_Requirement_: Output the full listing verbatim.

_____

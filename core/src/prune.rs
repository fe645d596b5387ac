//! Pruning of untitled schema nodes.
//!
//! A title marks a value as user-facing. Purging keeps the public surface of
//! a schema only: untitled object properties are dropped, array item schemas
//! are thinned but never dropped.
//!
//! # Examples
//!
//! ```
//! use values_schema_core::{Schema, purge_schema};
//!
//! let mut root = Schema::with_type("object");
//! let mut port = Schema::with_type("integer");
//! port.title = "Port".into();
//! root.properties.insert("port", port);
//! root.properties.insert("internal", Schema::with_type("string"));
//!
//! purge_schema(&mut root);
//! assert_eq!(root.properties.names(), vec!["port"]);
//! ```

use crate::Schema;

/// Removes untitled nodes from `schema`, in place.
///
/// Object-typed nodes drop every property whose schema has an empty title and
/// recurse into the kept ones. Array-typed nodes recurse into every item
/// schema. Purging twice yields the same tree as purging once.
pub fn purge_schema(schema: &mut Schema) {
    if schema.types.contains("object") {
        schema.properties.retain(|property| !property.schema.title.is_empty());
        for property in schema.properties.iter_mut() {
            purge_schema(&mut property.schema);
        }
    }
    if schema.types.contains("array") {
        if let Some(items) = schema.items.as_mut() {
            for item in items.iter_mut() {
                purge_schema(item);
            }
        }
    }
}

_____

_Result of the exercise_:
filename core/src/prune.rs
repository fe645d596b5387ac
//! Pruning of untitled schema nodes.
//!
//! A title marks a value as user-facing. Purging keeps the public surface of
//! a schema only: untitled object properties are dropped, array item schemas
//! are thinned but never dropped.
//!
//! # Examples
//!
//! ```
//! use values_schema_core::{Schema, purge_schema};
//!
//! let mut root = Schema::with_type("object");
//! let mut port = Schema::with_type("integer");
//! port.title = "Port".into();
//! root.properties.insert("port", port);
//! root.properties.insert("internal", Schema::with_type("string"));
//!
//! purge_schema(&mut root);
//! assert_eq!(root.properties.names(), vec!["port"]);
//! ```

use crate::Schema;

/// Removes untitled nodes from `schema`, in place.
///
/// Object-typed nodes drop every property whose schema has an empty title and
/// recurse into the kept ones. Array-typed nodes recurse into every item
/// schema. Purging twice yields the same tree as purging once.
pub fn purge_schema(schema: &mut Schema) {
    if schema.types.contains("object") {
        schema.properties.retain(|property| !property.schema.title.is_empty());
        for property in schema.properties.iter_mut() {
            purge_schema(&mut property.schema);
        }
    }
    if schema.types.contains("array") {
        if let Some(items) = schema.items.as_mut() {
            for item in items.iter_mut() {
                purge_schema(item);
            }
        }
    }
}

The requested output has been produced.